4
votes

I have a gameobject with two sphere colliders attached. One has IsTrigger checked and the other not.

I want to execute different set of statements when collision occurs with different colliders. For example I want to play different sound for both different collisions. Is there any way to achieve it?

I tried OnTriggerEnter() but unfortunately it is called for both type of collisions since other colliding objects have triggered colliders. I just thought if we could somehow find out on which collider of the gameobject the collision has taken place we will be able to achieve it.

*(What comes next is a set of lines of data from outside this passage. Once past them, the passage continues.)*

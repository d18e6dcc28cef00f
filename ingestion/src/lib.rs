//! Order ingestion service.
//!
//! Accepts orders over HTTP, validates them against the business rules, and
//! publishes accepted orders to the durable order queue. The service itself
//! is stateless apart from an accepted-order counter; everything downstream
//! (persistence, analytics) happens on the consumer side of the queue.
//!
//! # Request Flow
//!
//! 1. **HTTP request** arrives at an Axum handler
//! 2. **Parse** the order body (legacy PascalCase and camelCase both accepted)
//! 3. **Validate** via `OrderValidator` — all rule violations collected
//! 4. **Publish** to the order queue (persistent delivery)
//! 5. **Map outcome** to a response: 202 accepted, 400 invalid,
//!    503 broker unavailable, 500 publish failure
//!
//! The service layer never returns an error to the handler; every path
//! produces a [`CreateOrderOutcome`] carrying the response body.

pub mod config;
pub mod handlers;
pub mod router;
pub mod service;
pub mod stats;

// Re-export commonly used types
pub use config::IngestionConfig;
pub use router::app;
pub use service::{CreateOrderOutcome, OrderService};
pub use stats::{IngestionStats, StatsSnapshot};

So is there any way to get through with this?

3
That's strange, if only one is checked as IsTrigger only that should call OnTriggerEnter. Have you tried using two child GameObject one for each SphereCollider?pinckerman
OnTriggerEnter worked for both colliders as i observed.Sanath Bharadwaj
I almost got it. I think using child gameobject is a cool idea.Sanath Bharadwaj

3 Answers

1
votes

I have been using Unity for years and faced tons of problems like this, related to bad software design. I hope Unity guys will handle physics more carefully in future releases.

In the mean time, you can use Physics.OverlapSphere and Physics.CheckSphere to manually check if there is something that collides with your object. Remove the collider that you are using as a trigger and use these methods instead of OnTriggerEnter. This is a bit hacky, but this will do the job I think.

1
votes

Make your colliders visible in the inspector (make them public or add [SerializeField] before it) and then tie in the colliders to the code that way.

Then, in your collisions, compare the colliding objects against your variables that are holding the colliders for you to keep them separate.

0
votes

To detect for source trigger in OnTriggerEnter, you must use workaround with multiple gameobject hosting trigger and satellite scripts.